A note of caution however. I’m learning there are two ways to self destruct.

The first way is by becoming authentic. Destroying this current image of who you think you are. Shedding the falsehoods you’ve created; running straight into the storm of the past stories so you can come out the other side stronger; jumping off the cliff with all the faith and belief that you’re going to fly. This way is hard; because you’re openly welcoming the pain you can see coming straight at you and you do this because you know it’s what is needed. Your soul is tired and you’re tired of being weighed down. And you, in your soul, know this is the way. This way teaches you to ask for help and to accept the support others want to provide. This way leads to the creation of the real you. And it allows others to be real too.
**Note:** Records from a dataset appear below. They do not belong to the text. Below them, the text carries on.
// Chart series domain model - plottable metrics and their visibility ordering
use crate::domain::sensor::{SensorReading, TemperatureUnit};
use chrono::{DateTime, Utc};
use serde::{Deserialize, Serialize};

/// Which vertical edge of the chart an axis is drawn on.
#[derive(Debug, Clone, Copy, PartialEq, Eq, Serialize, Deserialize)]
#[serde(rename_all = "lowercase")]
pub enum AxisSide {
    Left,
    Right,
}

impl AxisSide {
    /// Alternates right, left, right... by position.
    pub fn alternating(position: usize) -> Self {
        if position % 2 == 0 {
            AxisSide::Right
        } else {
            AxisSide::Left
        }
    }
}

/// Sensor quantity a series plots.
#[derive(Debug, Clone, Copy, PartialEq, Eq, Serialize, Deserialize)]
#[serde(rename_all = "lowercase")]
pub enum Metric {
    Humidity,
    Temperature,
    Moisture,
    Ph,
    Light,
}

impl Metric {
    pub fn name(&self) -> &'static str {
        match self {
            Metric::Humidity => "humidity",
            Metric::Temperature => "temperature",
            Metric::Moisture => "moisture",
            Metric::Ph => "pH",
            Metric::Light => "light",
        }
    }

    /// Settings key holding the persisted visibility flag.
    pub fn visibility_key(&self) -> &'static str {
        match self {
            Metric::Humidity => "showHumidity",
            Metric::Temperature => "showTemperature",
            Metric::Moisture => "showMoisture",
            Metric::Ph => "showPh",
            Metric::Light => "showLight",
        }
    }

    pub fn color(&self) -> &'static str {
        match self {
            Metric::Humidity => "#3b82f6",
            Metric::Temperature => "#f87171",
            Metric::Moisture => "#34d399",
            Metric::Ph => "#a78bfa",
            Metric::Light => "#fbbf24",
        }
    }

    pub fn fill_color(&self) -> Option<&'static str> {
        match self {
            Metric::Humidity => Some("rgba(59, 130, 246, 0.1)"),
            _ => None,
        }
    }

    pub fn label(&self, unit: TemperatureUnit) -> String {
        match self {
            Metric::Humidity => "Humidity (%)".to_string(),
            Metric::Temperature => format!("Temp ({})", unit.symbol()),
            Metric::Moisture => "Moisture (%)".to_string(),
            Metric::Ph => "pH".to_string(),
            Metric::Light => "Light (lx)".to_string(),
        }
    }

    pub fn axis_title(&self, unit: TemperatureUnit) -> String {
        match self {
            Metric::Humidity => "Humidity %".to_string(),
            Metric::Temperature => format!("Temp ({})", unit.symbol()),
            Metric::Moisture => "Moisture %".to_string(),
            Metric::Ph => "pH".to_string(),
            Metric::Light => "Light".to_string(),
        }
    }

    /// Reads this metric out of a reading, converting temperature into `unit`.
    pub fn value_of(&self, reading: &SensorReading, unit: TemperatureUnit) -> Option<f64> {
        match self {
            Metric::Humidity => reading.humidity,
            Metric::Temperature => reading.temperature.map(|t| unit.from_celsius(t)),
            Metric::Moisture => reading.moisture,
            Metric::Ph => reading.ph,
            Metric::Light => reading.light,
        }
    }
}

#[derive(Debug, Clone, PartialEq)]
pub struct SeriesPoint {
    pub timestamp: Option<DateTime<Utc>>,
    pub value: Option<f64>,
}

/// One plottable data source. Created once, only visibility, side and values change.
#[derive(Debug, Clone)]
pub struct Series {
    pub metric: Metric,
    pub label: String,
    pub hidden: bool,
    pub assigned_side: Option<AxisSide>,
    pub axis_id: String,
    pub axis_color: String,
    pub axis_title: String,
    pub values: Vec<SeriesPoint>,
}

impl Series {
    pub fn new(index: usize, metric: Metric, unit: TemperatureUnit) -> Self {
        Self {
            metric,
            label: metric.label(unit),
            hidden: false,
            assigned_side: None,
            axis_id: axis_id(index),
            axis_color: metric.color().to_string(),
            axis_title: metric.axis_title(unit),
            values: Vec::new(),
        }
    }

    pub fn relabel(&mut self, unit: TemperatureUnit) {
        self.label = self.metric.label(unit);
        self.axis_title = self.metric.axis_title(unit);
    }
}

/// Axis identifier tied to the series' fixed slot: "y", "y1", "y2"...
pub fn axis_id(index: usize) -> String {
    if index == 0 {
        "y".to_string()
    } else {
        format!("y{}", index)
    }
}

/// Series indices in the order they were last made visible.
#[derive(Debug, Clone, Default, PartialEq, Eq)]
pub struct VisibilityOrder {
    indices: Vec<usize>,
}

impl VisibilityOrder {
    pub fn new() -> Self {
        Self::default()
    }

    /// Seeds from per-series flags in array order.
    pub fn from_flags(flags: &[bool]) -> Self {
        let indices = flags
            .iter()
            .enumerate()
            .filter(|(_, visible)| **visible)
            .map(|(i, _)| i)
            .collect();
        Self { indices }
    }

    /// Appends unless already present; existing members never move.
    pub fn show(&mut self, index: usize) {
        if !self.indices.contains(&index) {
            self.indices.push(index);
        }
    }

    pub fn hide(&mut self, index: usize) {
        self.indices.retain(|i| *i != index);
    }

    pub fn contains(&self, index: usize) -> bool {
        self.indices.contains(&index)
    }

    pub fn is_empty(&self) -> bool {
        self.indices.is_empty()
    }

    pub fn as_slice(&self) -> &[usize] {
        &self.indices
    }
}

#[cfg(test)]
mod tests {
    use super::*;

    #[test]
    fn test_axis_id() {
        assert_eq!(axis_id(0), "y");
        assert_eq!(axis_id(1), "y1");
        assert_eq!(axis_id(4), "y4");
    }

    #[test]
    fn test_visibility_order_appends_without_reordering() {
        let mut order = VisibilityOrder::from_flags(&[true, false, true]);
        assert_eq!(order.as_slice(), &[0, 2]);

        order.show(1);
        order.show(0);
        assert_eq!(order.as_slice(), &[0, 2, 1]);

        order.hide(0);
        order.show(0);
        assert_eq!(order.as_slice(), &[2, 1, 0]);
    }

    #[test]
    fn test_temperature_label_follows_unit() {
        let mut series = Series::new(1, Metric::Temperature, TemperatureUnit::Celsius);
        assert_eq!(series.label, "Temp (°C)");
        series.relabel(TemperatureUnit::Fahrenheit);
        assert_eq!(series.label, "Temp (°F)");
        assert_eq!(series.axis_title, "Temp (°F)");
    }
}
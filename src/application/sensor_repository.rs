// Repository trait for sensor data access
use crate::domain::sensor::{DeviceInfo, SensorReading, Timescale};
use async_trait::async_trait;

#[async_trait]
pub trait SensorRepository: Send + Sync {
    /// Most recent reading, optionally for one device
    async fn latest_reading(&self, device_ip: Option<&str>) -> anyhow::Result<Option<SensorReading>>;

    /// Raw readings inside the timescale window, oldest first
    async fn readings(
        &self,
        device_ip: Option<&str>,
        timescale: Timescale,
    ) -> anyhow::Result<Vec<SensorReading>>;

    /// Stores a reading that already carries its server timestamp
    async fn store_reading(&self, reading: SensorReading) -> anyhow::Result<SensorReading>;

    /// Inserts or refreshes a device, keeping its original registration time
    async fn upsert_device(&self, device: DeviceInfo) -> anyhow::Result<DeviceInfo>;
}
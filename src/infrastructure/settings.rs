// Settings stores - in-memory and JSON-file backed key/value strings
use crate::application::settings_store::SettingsStore;
use std::collections::HashMap;
use std::path::{Path, PathBuf};
use std::sync::{Mutex, PoisonError};

#[derive(Debug, Default)]
pub struct MemorySettings {
    values: Mutex<HashMap<String, String>>,
}

impl MemorySettings {
    pub fn new() -> Self {
        Self::default()
    }
}

impl SettingsStore for MemorySettings {
    fn get(&self, key: &str) -> Option<String> {
        self.values
            .lock()
            .unwrap_or_else(PoisonError::into_inner)
            .get(key)
            .cloned()
    }

    fn set(&self, key: &str, value: &str) {
        self.values
            .lock()
            .unwrap_or_else(PoisonError::into_inner)
            .insert(key.to_string(), value.to_string());
    }
}

/// Whole map rewritten to one JSON object on every `set`.
#[derive(Debug)]
pub struct JsonFileSettings {
    path: PathBuf,
    values: Mutex<HashMap<String, String>>,
}

impl JsonFileSettings {
    /// Missing or unreadable files start empty.
    pub fn open(path: impl AsRef<Path>) -> Self {
        let path = path.as_ref().to_path_buf();
        let values = match std::fs::read_to_string(&path) {
            Ok(text) => serde_json::from_str(&text).unwrap_or_else(|e| {
                tracing::warn!("Ignoring unreadable settings file {}: {}", path.display(), e);
                HashMap::new()
            }),
            Err(e) if e.kind() == std::io::ErrorKind::NotFound => HashMap::new(),
            Err(e) => {
                tracing::warn!("Could not read settings file {}: {}", path.display(), e);
                HashMap::new()
            }
        };

        Self {
            path,
            values: Mutex::new(values),
        }
    }

    fn persist(&self, values: &HashMap<String, String>) -> anyhow::Result<()> {
        if let Some(parent) = self.path.parent().filter(|p| !p.as_os_str().is_empty()) {
            std::fs::create_dir_all(parent)?;
        }
        std::fs::write(&self.path, serde_json::to_string_pretty(values)?)?;
        Ok(())
    }
}

impl SettingsStore for JsonFileSettings {
    fn get(&self, key: &str) -> Option<String> {
        self.values
            .lock()
            .unwrap_or_else(PoisonError::into_inner)
            .get(key)
            .cloned()
    }

    fn set(&self, key: &str, value: &str) {
        let mut values = self.values.lock().unwrap_or_else(PoisonError::into_inner);
        values.insert(key.to_string(), value.to_string());
        if let Err(e) = self.persist(&values) {
            tracing::warn!("Failed to save settings to {}: {}", self.path.display(), e);
        }
    }
}

#[cfg(test)]
mod tests {
    use super::*;

    #[test]
    fn test_memory_settings() {
        let settings = MemorySettings::new();
        assert_eq!(settings.get("tempUnit"), None);
        settings.set("tempUnit", "F");
        assert_eq!(settings.get("tempUnit").as_deref(), Some("F"));
    }

    #[test]
    fn test_json_settings_survive_reopen() {
        let dir = tempfile::tempdir().unwrap();
        let path = dir.path().join("nested").join("settings.json");

        let settings = JsonFileSettings::open(&path);
        settings.set("robotTrailLimit", "42");
        settings.set("showHumidity", "false");

        let reopened = JsonFileSettings::open(&path);
        assert_eq!(reopened.get("robotTrailLimit").as_deref(), Some("42"));
        assert_eq!(reopened.get("showHumidity").as_deref(), Some("false"));
    }

    #[test]
    fn test_corrupt_file_starts_empty() {
        let dir = tempfile::tempdir().unwrap();
        let path = dir.path().join("settings.json");
        std::fs::write(&path, "{ not json").unwrap();

        let settings = JsonFileSettings::open(&path);
        assert_eq!(settings.get("anything"), None);
    }
}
Then there’s the second way of destroying yourself.
The way of denial. Where all you’re doing is running. You don’t see the patterns you’re living; where every time you face a trauma you run away. You create stories in your mind of having no support and instead of facing your pain, you avoid it.
I did this once and spent 7 years away from family and friends; missing out on creating memories with loved ones because I thought it was easier than just dealing my stuff. And in the short term it was easy. Avoidance was second nature. And all this did was create more and more unspoken layers. It created more work to get through.
This way is much harder than the first. Because you end up lying to yourself and the ones you love. And you get yourself so deep in a hole, you see no way out. So instead of pausing; and giving yourself time, you continue running. You run further and further from what will soothe your soul. But there always comes a point where you can no longer run. Where you run out of steam and you hit rock bottom. This may or may not happen for many years. But it always catches up with you, no matter what. This way creates more regrets and unspoken pain.
Unless you wake up in time you may stay destroyed. This doesn’t only cause damage for you but also those closest to you, no matter how much you try keep them at a distance. The distance in itself creates damage.

Choosing between the two is not about tossing a coin and leaving it to fate.
The first requires a conscious decision. It requires you to want to become self aware; to become emotionally in tune and intelligent. It requires you to sometimes apologise, sometimes compromise and to sometimes ask for help.

The second requires you to continue lying to yourself.

Even in our own destruction we have a choice.